Модерн не только отвоевывает у христианской культуры право отмены суровой епитимьи на чувственность — тело начинает подменять собою религию, становясь камнем преткновения в дискуссии о новой морали. Эту дискуссию, влияние которой, так или иначе, затронуло всех художников и мыслителей, работавших с идеями Ницше, комментирует в своих лекциях1 Теодор Адорно: «Поскольку мораль, как это продемонстрировал прежде всего Ницше, готовится из поблекших теологических представлений, после того, как все теологические категории потускнели, были предприняты усилия создать что-то аналогичное им, и в результате пришли к тому, что нравственное стали непосредственно определять, исходя из… категорий природы, категорий чистого здесь-бытия, в котором все мы существуем, не прибегая к какой-либо трансценденции, к тому, что превосходит нашу природную жизнь и природную ограниченность. Нравственное стало определяться природным»2.
Одним из «очагов», давших начало тектоническим сдвигам в культуре Западной Европы, явились Вена и Мюнхен, где влияние Вагнера, Ницше и Фрейда было наиболее сильно.
Не удивительно поэтому, что Франк Ведекинд — последователь мюнхенских натуралистов, сформировавшийся под влиянием венского мыслителя Карла Крауса, — стал одним из первых провозвестников «новой морали» — и первым, кто воспел ее на сценических подмостках. Франк Ведекинд (1864–1918) известен в России главным образом как автор пьес «Пробуждение весны» (1891) и «Дух земли» (1894–1895). Между тем это классик немецкой литературы ХХ века, который стоит в одном ряду с Герхартом Гауптманом, Бертольтом Брехтом и Хайнером Мюллером. Его перу принадлежит более двадцати пьес, а также сборник рассказов, стихи, пантомимы, инсценировки и песни для кабаре, многочисленные драматические фрагменты и наброски, дневники. Самое известное «создание» Ведекинда — Лулу, героиня пьес «Дух Земли» и «Ящик Пандоры». Наряду с Саломеей, архетипический образ Лулу стал камнем преткновения в дискуссии о кризисе идентичности эпохи fin de siecle, который понимался в том числе как кризис сексуальной идентичности. За образом «зверя дикого», хтонического существа в теле молодой привлекательной женщины, стоит модернистская идея «реабилитации плоти», осуществляемая через реабилитацию «девы радости». Однако «плоть» (Fleisch) у Ведекинда трактуется глубоко оригинально. «Мою плоть зовут Лулу», — приоткрывает писатель завесу тайны устами своей любимой героини, имея в виду не тело как таковое, но биологическую конкретность тела, сущность Жизни в противоположность абстракциям разума.

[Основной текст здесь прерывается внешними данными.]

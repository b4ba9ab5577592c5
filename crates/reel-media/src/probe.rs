//! Media inspection via ffprobe.

use serde::Deserialize;
use std::path::Path;
use std::process::Stdio;
use tokio::process::Command;
use tracing::debug;

use crate::error::{MediaError, MediaResult};

#[derive(Debug, Deserialize)]
struct ProbeOutput {
    format: ProbeFormat,
}

#[derive(Debug, Deserialize)]
struct ProbeFormat {
    duration: Option<String>,
}

/// Probe the duration of a media file in seconds.
pub async fn probe_duration(path: impl AsRef<Path>) -> MediaResult<f64> {
    which::which("ffprobe").map_err(|_| MediaError::FfprobeNotFound)?;

    let path = path.as_ref();
    let output = Command::new("ffprobe")
        .args([
            "-v",
            "error",
            "-show_entries",
            "format=duration",
            "-of",
            "json",
        ])
        .arg(path)
        .stdin(Stdio::null())
        .output()
        .await
        .map_err(MediaError::SpawnFailed)?;

    if !output.status.success() {
        let stderr = String::from_utf8_lossy(&output.stderr).to_string();
        return Err(MediaError::FfprobeFailed(stderr));
    }

    let duration = parse_probe_duration(&output.stdout)?;
    debug!("probed {} duration: {:.2}s", path.display(), duration);
    Ok(duration)
}

fn parse_probe_duration(stdout: &[u8]) -> MediaResult<f64> {
    let parsed: ProbeOutput = serde_json::from_slice(stdout)?;
    parsed
        .format
        .duration
        .as_deref()
        .and_then(|d| d.parse::<f64>().ok())
        .ok_or_else(|| MediaError::FfprobeFailed("no duration in probe output".to_string()))
}

#[cfg(test)]
mod tests {
    use super::*;

    #[test]
    fn test_parse_probe_duration() {
        let json = br#"{"format":{"filename":"a.mp4","duration":"42.517000"}}"#;
        let duration = parse_probe_duration(json).unwrap();
        assert!((duration - 42.517).abs() < 0.001);
    }

    #[test]
    fn test_parse_probe_duration_missing() {
        let json = br#"{"format":{"filename":"a.mp4"}}"#;
        assert!(matches!(
            parse_probe_duration(json),
            Err(MediaError::FfprobeFailed(_))
        ));
    }

    #[test]
    fn test_parse_probe_duration_malformed() {
        assert!(matches!(
            parse_probe_duration(b"not json"),
            Err(MediaError::JsonParse(_))
        ));
    }
}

Отвергая «поблекшие теологические представления», Ведекинд рассуждает: если конечная цель морали — это обуздание и подчинение инстинктов, то мораль цивилизации, эта «буржуазная» мораль, есть величайший обман в истории человечества. Культура предлагает человеку отказаться от собственной природы, но взамен этой жертвы ничего не дает. Значит, интересы всякого отдельного человека и интересы общества, социальной тотальности, глубоко и радикально противоречат друг другу. Поэтому первый шаг на пути к новой морали — отрицание морали как таковой как фактора, сдерживающего инстинкт.
Вектор усилий Ведекинда-писателя направлен на разоблачение «трансцендентного» и через это — развенчание самообмана. «Das Fleisch hаt seinen eigenen Geist» («Плоть обладает своим особым духом»), — писал Ведекинд в 1910 году. Духовное, сконцентрированное в «плоти», и дает его новый, «варварский» идеал.
Основные постулаты концепции «духа плоти» и связанная с ней этико-эстетическая программа были успешно «проверены» на образе Лулу. Но сложилась эта программа чуть раньше, еще «на пути к Лулу», в драматическом фрагменте «Солнечный спектр» («Das Sonnenspectrum», 1894) и новелле «Мине-Гага, или О физическом воспитании молодых девушек» (1903) — работах тем более интересных, что они ни разу не попадали в поле зрения российского театроведения.
В «Солнечном спектре» Ведекинд предлагает буколическую модель рая, совершенно «антикультурную» по своей сути. Если механизмы культуры, по убеждению писателя, направлены на уничтожение природного в человеке, угасание инстинкта в пользу «мертвого знания», то в его маленьком Эдеме все работает на реализацию инстинктивного. Действие происходит в борделе, который представляет собой прелестный, эстетизированный парк с домиком в стиле классицизма — Ведекинд рисует картину, созвучную полотнам своего друга немецкого импрессиониста Макса Либермана (1847–1935) и французских импрессионистов (Клода Моне, Поля Сезанна, Эдуарда Мане, Анри Тулуз-Лотрека), которые новаторски «визуализировали» тему, ввели ее в европейский культурный контекст. Героини отрывка — молодые девушки не старше девятнадцати лет, служащие в этом изысканном доме радости, другие герои — их спутники-клиенты, а также Мадам и Доктор.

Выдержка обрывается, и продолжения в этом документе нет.